A propósito orgías sexuales satánicas, una secreta verdad dicha por historia documental vaticana y oculta durante siglos al gran público cristiano

Modelos "vírgenes" pintor Caravaggio eran las más cotizadas rameras, disolutas, y putanas cortesanas que alegraban noches palaciegas religiosos vaticanos

 

Como el cardenal Hildebrando Borgia López Rodríguez ha acusado que los seguidores de los ritos satánicos hacen orgías sexuales, bacanales y consumo masivo de drogas.

Nos vamos a permitir transcribir lo que narran los estudios de la historia del catolicismo y el cristianismo al respecto. Lo que vamos a leer para que el ciudadano conozca, se encuentra en el libro “La Increíble Historia del Vaticano” del jesuita español Alvaro Baeza, editor de la colección Buhardilla Vaticana, publicada en el 1995, empezando en la página 342 hasta la 344, inclusive.

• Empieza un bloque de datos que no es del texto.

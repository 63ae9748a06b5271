// Copyright (c) 2025 Jonathan Fontanez
// SPDX-License-Identifier: BUSL-1.1

//! Synthetic test pattern source.
//!
//! Generates frames on its own producer thread, paced to the configured
//! frame rate. Useful for exercising pipelines without a capture device.

use std::str::FromStr;
use std::sync::atomic::{AtomicBool, Ordering};
use std::sync::Arc;
use std::thread::JoinHandle;
use std::time::Duration;

use parking_lot::Mutex;

use crate::core::block::{Block, BlockCore, BlockParams, BlockState};
use crate::core::error::{PipelineError, Result};
use crate::core::frame::{PixelFormat, VideoFrame};
use crate::core::source::{SourceBase, VideoSource};
use crate::core::threading::precise_sleep_until;
use crate::core::timing::monotonic_now_us;
use crate::register_block_type;

/// Available generator patterns.
#[derive(Debug, Clone, Copy, PartialEq, Eq, Default)]
pub enum TestPattern {
    SolidColor,
    #[default]
    ColorBars,
    Checkerboard,
    Gradient,
    Noise,
    MovingBox,
}

impl FromStr for TestPattern {
    type Err = PipelineError;

    fn from_str(s: &str) -> Result<Self> {
        match s {
            "solid" => Ok(TestPattern::SolidColor),
            "bars" => Ok(TestPattern::ColorBars),
            "checkerboard" => Ok(TestPattern::Checkerboard),
            "gradient" => Ok(TestPattern::Gradient),
            "noise" => Ok(TestPattern::Noise),
            "moving_box" => Ok(TestPattern::MovingBox),
            other => Err(PipelineError::InvalidArgument(format!(
                "unknown test pattern '{other}'"
            ))),
        }
    }
}

#[derive(Debug, Clone, Copy)]
struct PatternSettings {
    pattern: TestPattern,
    color: (u8, u8, u8),
}

impl Default for PatternSettings {
    fn default() -> Self {
        Self {
            pattern: TestPattern::default(),
            color: (255, 255, 255),
        }
    }
}

/// Source block producing synthetic video frames.
///
/// Parameters: `width`, `height`, `fps`, `format`, `pattern`
/// (solid|bars|checkerboard|gradient|noise|moving_box) and `color`
/// (`#rrggbb` or `r,g,b`).
pub struct TestPatternSource {
    base: SourceBase,
    settings: Mutex<PatternSettings>,
    stop_flag: Arc<AtomicBool>,
    thread: Mutex<Option<JoinHandle<()>>>,
}

impl TestPatternSource {
    pub fn new() -> Self {
        Self {
            base: SourceBase::new("TestPatternSource", "TestPatternSource"),
            settings: Mutex::new(PatternSettings::default()),
            stop_flag: Arc::new(AtomicBool::new(false)),
            thread: Mutex::new(None),
        }
    }

    pub fn set_pattern(&self, pattern: TestPattern) {
        self.settings.lock().pattern = pattern;
    }

    pub fn pattern(&self) -> TestPattern {
        self.settings.lock().pattern
    }

    pub fn set_color(&self, r: u8, g: u8, b: u8) {
        self.settings.lock().color = (r, g, b);
    }

    pub fn color(&self) -> (u8, u8, u8) {
        self.settings.lock().color
    }

    fn parse_own_params(&self) -> Result<()> {
        let core = self.core();

        if let Some(pattern) = core.parameter("pattern") {
            self.settings.lock().pattern = pattern.parse().map_err(|e: PipelineError| core.reject(e))?;
        }

        if let Some(color) = core.parameter("color") {
            let parsed = parse_color(&color).ok_or_else(|| {
                core.reject(PipelineError::InvalidArgument(format!(
                    "invalid color '{color}'"
                )))
            })?;
            self.settings.lock().color = parsed;
        }

        Ok(())
    }
}

impl Default for TestPatternSource {
    fn default() -> Self {
        Self::new()
    }
}

impl Block for TestPatternSource {
    fn core(&self) -> &BlockCore {
        self.base.core()
    }

    fn initialize(&self, _params: &BlockParams) -> Result<()> {
        self.core().check_can_initialize()?;

        self.base
            .apply_common_params()
            .and_then(|_| self.parse_own_params())
            .and_then(|_| {
                let format = self.base.output_format().pixel_format;
                if self.supports_format(format) {
                    Ok(())
                } else {
                    Err(PipelineError::InvalidArgument(format!(
                        "unsupported pixel format {format}"
                    )))
                }
            })
            .map_err(|e| self.core().fail(e))?;

        self.core().set_state(BlockState::Initialized);
        let settings = *self.settings.lock();
        tracing::info!(
            "[{}] initialized: {} pattern={:?}",
            self.name(),
            self.base.output_format(),
            settings.pattern
        );
        Ok(())
    }

    fn start(&self) -> Result<()> {
        if self.state() == BlockState::Running {
            return Ok(());
        }
        self.base.begin_start().map_err(|e| self.core().fail(e))?;

        self.stop_flag.store(false, Ordering::Release);
        let base = self.base.clone();
        let settings = *self.settings.lock();
        let stop = Arc::clone(&self.stop_flag);

        let handle = std::thread::Builder::new()
            .name(format!("{}-gen", self.name()))
            .spawn(move || generator_loop(base, settings, stop))
            .map_err(|e| {
                self.core().fail(PipelineError::ResourceUnavailable(format!(
                    "failed to spawn generator thread: {e}"
                )))
            })?;

        *self.thread.lock() = Some(handle);
        self.base.finish_start();
        Ok(())
    }

    fn stop(&self) -> Result<()> {
        if self.state() != BlockState::Running {
            return Ok(());
        }

        self.base.begin_stop();
        self.stop_flag.store(true, Ordering::Release);
        if let Some(handle) = self.thread.lock().take() {
            if handle.join().is_err() {
                tracing::error!("[{}] generator thread panicked", self.name());
            }
        }
        self.base.finish_stop();
        Ok(())
    }

    fn shutdown(&self) -> Result<()> {
        self.stop()?;
        self.base.reset();
        Ok(())
    }

    fn as_source(&self) -> Option<&dyn VideoSource> {
        Some(self)
    }
}

impl VideoSource for TestPatternSource {
    fn source_base(&self) -> &SourceBase {
        &self.base
    }

    fn supports_format(&self, format: PixelFormat) -> bool {
        matches!(
            format,
            PixelFormat::Rgb24
                | PixelFormat::Bgr24
                | PixelFormat::Rgba32
                | PixelFormat::Bgra32
                | PixelFormat::Yuv420p
                | PixelFormat::Yuyv
        )
    }

    fn supported_formats(&self) -> Vec<PixelFormat> {
        vec![
            PixelFormat::Rgb24,
            PixelFormat::Bgr24,
            PixelFormat::Rgba32,
            PixelFormat::Bgra32,
            PixelFormat::Yuv420p,
            PixelFormat::Yuyv,
        ]
    }

    fn supported_resolutions(&self) -> Vec<(u32, u32)> {
        vec![
            (160, 120),
            (320, 240),
            (640, 480),
            (800, 600),
            (1024, 768),
            (1280, 720),
            (1920, 1080),
        ]
    }
}

register_block_type!("TestPatternSource", TestPatternSource);

fn generator_loop(base: SourceBase, settings: PatternSettings, stop: Arc<AtomicBool>) {
    tracing::debug!("[{}] generator thread started", base.core().name());

    let mut rng = XorShift64::new(monotonic_now_us() | 1);
    let mut counter: u64 = 0;

    while !stop.load(Ordering::Acquire) {
        if base.core().state() != BlockState::Running {
            std::thread::sleep(Duration::from_millis(1));
            continue;
        }

        let info = base.output_format();
        let mut frame = match VideoFrame::alloc(info) {
            Ok(frame) => frame,
            Err(e) => {
                base.core()
                    .frame_failure(&format!("frame allocation failed: {e}"));
                break;
            }
        };
        render_pattern(&mut frame, &settings, counter, &mut rng);

        // Pace against the last emission so the rate gate never discards a
        // frame we just rendered.
        if let (Some(interval), Some(last)) = (base.frame_interval(), base.last_emit_time()) {
            precise_sleep_until(last + interval);
        }
        if stop.load(Ordering::Acquire) {
            break;
        }

        base.emit_frame(frame);
        counter += 1;
    }

    tracing::debug!("[{}] generator thread stopped", base.core().name());
}

/// Parse `#rrggbb` or `r,g,b`.
fn parse_color(s: &str) -> Option<(u8, u8, u8)> {
    if let Some(hex) = s.strip_prefix('#') {
        if hex.len() != 6 {
            return None;
        }
        let r = u8::from_str_radix(&hex[0..2], 16).ok()?;
        let g = u8::from_str_radix(&hex[2..4], 16).ok()?;
        let b = u8::from_str_radix(&hex[4..6], 16).ok()?;
        return Some((r, g, b));
    }

    let mut parts = s.split(',').map(|p| p.trim().parse::<u8>());
    let r = parts.next()?.ok()?;
    let g = parts.next()?.ok()?;
    let b = parts.next()?.ok()?;
    if parts.next().is_some() {
        return None;
    }
    Some((r, g, b))
}

fn luma(r: u8, g: u8, b: u8) -> u8 {
    (0.299 * r as f64 + 0.587 * g as f64 + 0.114 * b as f64) as u8
}

struct XorShift64(u64);

impl XorShift64 {
    fn new(seed: u64) -> Self {
        Self(seed.max(1))
    }

    fn next(&mut self) -> u64 {
        let mut x = self.0;
        x ^= x << 13;
        x ^= x >> 7;
        x ^= x << 17;
        self.0 = x;
        x
    }
}

fn render_pattern(
    frame: &mut VideoFrame,
    settings: &PatternSettings,
    counter: u64,
    rng: &mut XorShift64,
) {
    let (r, g, b) = settings.color;
    let width = frame.info().width;
    let height = frame.info().height;

    match settings.pattern {
        TestPattern::SolidColor => fill_pixels(frame, |_, _| (r, g, b)),
        TestPattern::ColorBars => {
            // SMPTE-ish full-saturation bars.
            const BARS: [(u8, u8, u8); 8] = [
                (255, 255, 255),
                (255, 255, 0),
                (0, 255, 255),
                (0, 255, 0),
                (255, 0, 255),
                (255, 0, 0),
                (0, 0, 255),
                (0, 0, 0),
            ];
            let bar_width = (width / 8).max(1);
            fill_pixels(frame, |x, _| BARS[((x / bar_width) as usize).min(7)]);
        }
        TestPattern::Checkerboard => {
            const CHECK_SIZE: u32 = 32;
            fill_pixels(frame, |x, y| {
                if ((x / CHECK_SIZE) + (y / CHECK_SIZE)) % 2 == 0 {
                    (255, 255, 255)
                } else {
                    (0, 0, 0)
                }
            });
        }
        TestPattern::Gradient => {
            fill_pixels(frame, |x, y| {
                (
                    ((x * 255) / width.max(1)) as u8,
                    ((y * 255) / height.max(1)) as u8,
                    (((x + y) * 255) / (width + height).max(1)) as u8,
                )
            });
        }
        TestPattern::Noise => {
            for byte in frame.data_mut() {
                *byte = rng.next() as u8;
            }
        }
        TestPattern::MovingBox => {
            const BOX_SIZE: u32 = 64;
            let period = (width + height).max(1);
            let pos = (counter % period as u64) as u32;

            let (box_x, box_y) = if pos < width {
                (pos, 0)
            } else {
                (width.saturating_sub(BOX_SIZE), pos - width)
            };
            let box_x = box_x.min(width.saturating_sub(BOX_SIZE));
            let box_y = box_y.min(height.saturating_sub(BOX_SIZE));

            fill_pixels(frame, |x, y| {
                let inside = x >= box_x && x < box_x + BOX_SIZE && y >= box_y && y < box_y + BOX_SIZE;
                if inside {
                    (r, g, b)
                } else {
                    (0, 0, 0)
                }
            });
        }
    }
}

/// Fill a frame from an RGB-valued function of pixel position, converting
/// to the frame's pixel format.
fn fill_pixels(frame: &mut VideoFrame, pixel: impl Fn(u32, u32) -> (u8, u8, u8)) {
    let info = *frame.info();
    let (width, height) = (info.width, info.height);

    match info.pixel_format {
        PixelFormat::Rgb24 | PixelFormat::Bgr24 => {
            let swap = info.pixel_format == PixelFormat::Bgr24;
            let data = frame.data_mut();
            for y in 0..height {
                for x in 0..width {
                    let (r, g, b) = pixel(x, y);
                    let i = ((y * width + x) * 3) as usize;
                    if swap {
                        data[i] = b;
                        data[i + 1] = g;
                        data[i + 2] = r;
                    } else {
                        data[i] = r;
                        data[i + 1] = g;
                        data[i + 2] = b;
                    }
                }
            }
        }
        PixelFormat::Rgba32 | PixelFormat::Bgra32 => {
            let swap = info.pixel_format == PixelFormat::Bgra32;
            let data = frame.data_mut();
            for y in 0..height {
                for x in 0..width {
                    let (r, g, b) = pixel(x, y);
                    let i = ((y * width + x) * 4) as usize;
                    if swap {
                        data[i] = b;
                        data[i + 1] = g;
                        data[i + 2] = r;
                    } else {
                        data[i] = r;
                        data[i + 1] = g;
                        data[i + 2] = b;
                    }
                    data[i + 3] = 255;
                }
            }
        }
        PixelFormat::Yuv420p | PixelFormat::Nv12 | PixelFormat::Nv21 => {
            // Luma-only rendition with neutral chroma.
            if let Some(plane0) = frame.plane_mut(0) {
                for y in 0..height {
                    for x in 0..width {
                        let (r, g, b) = pixel(x, y);
                        plane0[(y * width + x) as usize] = luma(r, g, b);
                    }
                }
            }
            for plane in 1..info.pixel_format.plane_count() {
                if let Some(chroma) = frame.plane_mut(plane) {
                    chroma.fill(128);
                }
            }
        }
        PixelFormat::Yuyv | PixelFormat::Uyvy => {
            let y_first = info.pixel_format == PixelFormat::Yuyv;
            let data = frame.data_mut();
            for y in 0..height {
                for x in 0..width {
                    let (r, g, b) = pixel(x, y);
                    let i = ((y * width + x) * 2) as usize;
                    if y_first {
                        data[i] = luma(r, g, b);
                        data[i + 1] = 128;
                    } else {
                        data[i] = 128;
                        data[i + 1] = luma(r, g, b);
                    }
                }
            }
        }
        PixelFormat::Unknown => {}
    }
}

“…éste es un muy pequeño secreto, casi una secreta anécdota infantil, comparado con los secretos que celosamente guardan los inmensos Archivos Secretos Vaticanos. Secretas anécdotas que ahora hemos sabido, como que todas las modelos del Gran Caravaggio, el gran maestro pictórico favorito de los Pontífices en el final del siglo XVI y principio del XVII, que utilizó para pintar a todas sus famosas Vírgenes y Santas Madonnas, eran simples cortesanas y rameras disolutas putanas Vaticanas, que alegraban los jardines y las noches palaciegas vaticanas de tanto vasallo y religioso vaticano. Lo dice la misma historia documental Vaticana.

“Las maravillosas obras pictóricas realizadas por Caravaggio en las que aparece la Virgen, como en “La Fuga de Egipto” y la “Magdalena Arrepentida”, tuvieron como modelo, sorprendentemente, a una exuberante mujer para reflejar a la Virgen María. Una simpar moza disoluta, cortesana y putana vaticana llamada Anna Bianchini; una especial "donna de la notte vaticana” de entonces, entre los años 1580 a 1605. La misma modelo, Anna Bianchini, que repite en la obra pictórica de “La Muerte de la Virgen”. Sin embargo, del cuadro “La Virgen y los Palafreneros” la modelo era la bellísima Lena, otra exuberante cortesana que se llevaba a los hombres de tres en tres, porque su fogosidad era insaciable y ardorosa. Siendo la mejor y más cara meretriz, disoluta cortesana de todos los amigos y cortesanos papales de entonces, a tenor de los propios escritos del maestro Caravaggio.

“Y de nuevo, en el gran cuadro de “Santa Catalina de Alejandría”, Caravaggio empleó como modelo pictórica a otra bellísima cortesana disoluta y ramera vaticana llamada la gran Fílide, una de las mujeres más bellas de la noche vaticana de entonces. Impresionantes anécdotas artísticas vaticanas del gran maestro Caravaggio, pintor favorito de los Papas y Príncipes de la Iglesia, que utilizaba siempre como modelos, para las vírgenes de sus cuadros vaticanos, a las más famosas y diestras rameras y disolutas cortesanas para sus cuadros papales. Y ahí están, tan maravillosamente pintados como magníficas obras de arte son. Dignas del gran asombro y admiración que desde entonces provocan, cuyo precio real hoy en día es incalculable. Y últimamente, al ser desvelado este último secreto vaticano, el precio no ha hecho nada más que subir todavía mucho más. Como en el llamativo caso del famoso cuadro del museo de Viena.

“Una secreta verdad que durante siglos ha permanecido oculta al gran público cristiano: quiénes fueron en verdad y cuál era el verdadero origen de las sorprendentes modelos elegidas. Ni más ni menos que las más cotizadas rameras, disolutas, cortesanas y putanas vaticanas de aquellos años de final del siglo XVI y principios del XVII. Cuando tenían lugar las grandes noches de las bacanales y orgías romanas, tal y como las llamó el gran Casanova, y los Borgia no tenían nunca fin. ¡Cuántas historias secretas vaticanas nos quedan por conocer! Y cuántas, por desgracia, nunca conoceremos”.